George F. McCanless, Atty. Gen., for the State.
The Board of Education of the Memphis City Schools, a corporation created and existing under the laws of the State of Tennessee for the purpose of conducting a public educational system within the boundaries of the City of Memphis, filed a bill in the Chancery Court of Shelby County, Tennessee, on May 15, 1959, against Shelby County, Tennessee, Riley C. Garner, County Trustee, Shelby County Board of Education, and George F. McCanless, Attorney General of the State of Tennessee, seeking the relief hereinafter mentioned; and, on June 30, 1959, the City of Memphis, a municipal corporation of the State of Tennessee and of Shelby County, filed a bill in the same court and against the same defendants named above, and seeking substantially the same relief sought by the complainants in said first bill.
Although no formal order of consolidation of said two causes was ever made by the Chancery Court, such right being reserved by that court upon due application of the complainants, the two causes were heard together and one opinion rendered by the Chancellor disposing of both causes, and upon appeal to this Court both causes were argued and heard together; therefore, we shall follow the same pattern established and consider and dispose of the issues presented in both suits by one opinion, especially since the issues are the same in both suits.
The complainants are seeking (1) a declaratory judgment to the effect that Chapter 711 of the Private Acts of 1947, as amended by Chapter 351 of the Private Acts of 1955, and the last sentence of Section 8(1)(c) of the General Education Act for 1959, embodied in Chapter 14 of the Public Acts of 1959, together with Chapter 752 of the Private Acts of 1929 and Chapter 488 of the Private Acts of 1937, be declared invalid and unconstitutional, and that it be declared the duty of the defendants, Shelby County and the Shelby County Trustee, to divide both the School Tax and the County School Bond Funds on an average daily attendance basis between said County and the complainants; and (2) that the complainants have and recover of said defendants their average daily attendance share of the $8,000,000 County School Bond issue sold on March 31, 1959.

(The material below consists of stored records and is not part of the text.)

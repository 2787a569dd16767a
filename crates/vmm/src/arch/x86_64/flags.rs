//! Page table entry flags for x86_64 architecture.

use x86_64::structures::paging::PageTableFlags;

use crate::{MapFlags, Protection};

/// Page table entry flags for x86_64.
///
/// This wraps the x86_64 crate's page table entry flags and translates between them and the
/// architecture-independent [`Protection`] and [`MapFlags`].
#[derive(Debug, Clone, Copy, PartialEq, Eq)]
pub struct PageFlags(PageTableFlags);

impl Default for PageFlags {
    fn default() -> Self {
        Self::empty()
    }
}

impl PageFlags {
    /// Creates empty page flags (page not present).
    pub const fn empty() -> Self {
        Self(PageTableFlags::empty())
    }

    /// Builds the leaf flags for a translation with the given protection and attributes.
    pub fn for_mapping(prot: Protection, attributes: MapFlags) -> Self {
        let mut flags = PageTableFlags::PRESENT;
        flags.set(PageTableFlags::WRITABLE, prot.contains(Protection::WRITE));
        flags.set(
            PageTableFlags::NO_EXECUTE,
            !prot.contains(Protection::EXECUTE),
        );
        flags.set(
            PageTableFlags::USER_ACCESSIBLE,
            attributes.contains(MapFlags::USER),
        );
        if attributes.contains(MapFlags::NO_CACHE) {
            flags |= PageTableFlags::NO_CACHE | PageTableFlags::WRITE_THROUGH;
        }
        Self(flags)
    }

    /// Returns whether the present bit is set.
    pub fn is_present(self) -> bool {
        self.0.contains(PageTableFlags::PRESENT)
    }

    /// Returns the access rights these flags grant.
    pub fn protection(self) -> Protection {
        if !self.is_present() {
            return Protection::empty();
        }

        let mut prot = Protection::READ;
        prot.set(Protection::WRITE, self.0.contains(PageTableFlags::WRITABLE));
        prot.set(
            Protection::EXECUTE,
            !self.0.contains(PageTableFlags::NO_EXECUTE),
        );
        prot
    }

    /// Returns the mapping attributes encoded in these flags.
    pub fn attributes(self) -> MapFlags {
        let mut attributes = MapFlags::empty();
        attributes.set(
            MapFlags::USER,
            self.0.contains(PageTableFlags::USER_ACCESSIBLE),
        );
        attributes.set(
            MapFlags::NO_CACHE,
            self.0.contains(PageTableFlags::NO_CACHE),
        );
        attributes
    }
}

The defendant, Honorable George F. McCanless, Attorney General of the State of Tennessee, filed an answer to each of said bills stating that the statute, the constitutionality of which the complainants have attacked, is applicable only to Memphis and Shelby County, and is not of statewide effect, and that the bills contain no averment of fact or prayer for relief which affects generally the public school system of Tennessee, and that said defendant is, therefore, without interest in the matters set forth in the bills, and is not a proper party to said suits. This defendant took no further action in the causes.

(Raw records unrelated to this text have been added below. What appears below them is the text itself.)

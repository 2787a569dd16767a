//! Backing objects.
//!
//! A backing object supplies the physical pages behind a mapping: anonymous memory, a file
//! cache, or a device window. The address-space map only needs two things from it, the page
//! for a given offset and the attributes its translations must carry. Objects are shared
//! between mappings and address spaces through [`ObjectRef`]; cloning the `Arc` takes a
//! reference and dropping it releases one.

use alloc::sync::Arc;

use crate::{MapFlags, PhysicalAddress, arch};

/// A source of pages for mappings.
pub trait VmObject: Send + Sync {
    /// Returns the physical page backing the page-aligned `offset`.
    ///
    /// Returns `None` if the object cannot supply a page for this offset.
    fn resolve_page(&self, offset: usize) -> Option<PhysicalAddress>;

    /// Attributes every translation of this object must carry.
    fn map_flags(&self) -> MapFlags {
        MapFlags::empty()
    }
}

/// A counted reference to a backing object.
pub type ObjectRef = Arc<dyn VmObject>;

/// Returns true if `a` and `b` refer to the same object.
#[inline]
pub fn same_object(a: &ObjectRef, b: &ObjectRef) -> bool {
    core::ptr::addr_eq(Arc::as_ptr(a), Arc::as_ptr(b))
}

/// A contiguous range of physical memory, typically device registers.
///
/// Offsets translate linearly onto the physical range and every translation is uncached.
#[derive(Debug, Clone, Copy, PartialEq, Eq)]
pub struct DeviceObject {
    base: PhysicalAddress,
    size: usize,
}

impl DeviceObject {
    /// Creates a device object covering `[base, base + size)`.
    ///
    /// # Panics
    ///
    /// Panics if `base` is not page-aligned.
    pub const fn new(base: PhysicalAddress, size: usize) -> Self {
        assert!(base.is_page_aligned(), "device base must be page-aligned");
        Self { base, size }
    }

    /// Returns the physical base address.
    pub const fn base(&self) -> PhysicalAddress {
        self.base
    }

    /// Returns the size of the window in bytes.
    pub const fn size(&self) -> usize {
        self.size
    }
}

impl VmObject for DeviceObject {
    fn resolve_page(&self, offset: usize) -> Option<PhysicalAddress> {
        debug_assert!(offset % arch::PAGE_SIZE == 0, "offset must be page-aligned");
        if offset >= self.size {
            return None;
        }
        self.base.checked_add(offset)
    }

    fn map_flags(&self) -> MapFlags {
        MapFlags::NO_CACHE
    }
}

The defendant, Shelby County Board of Education, first filed an answer to each of said bills, but subsequently was permitted by the court to withdraw said answers and file demurrers in lieu thereof.
The other defendants, Shelby County and Riley C. Garner, County Trustee, filed demurrers to both of the bills.
The causes were, therefore, heard by the Chancellor on said demurrers filed by the three defendants named, and decrees were entered in the causes sustaining certain grounds of the demurrers, upholding the constitutionality and validity of the statutes attacked by the complainants, and dismissing said two bills
The causes are now before this Court on appeal from the decrees of the Chancery Court, and assignments of error have been duly submitted which will be considered hereinafter.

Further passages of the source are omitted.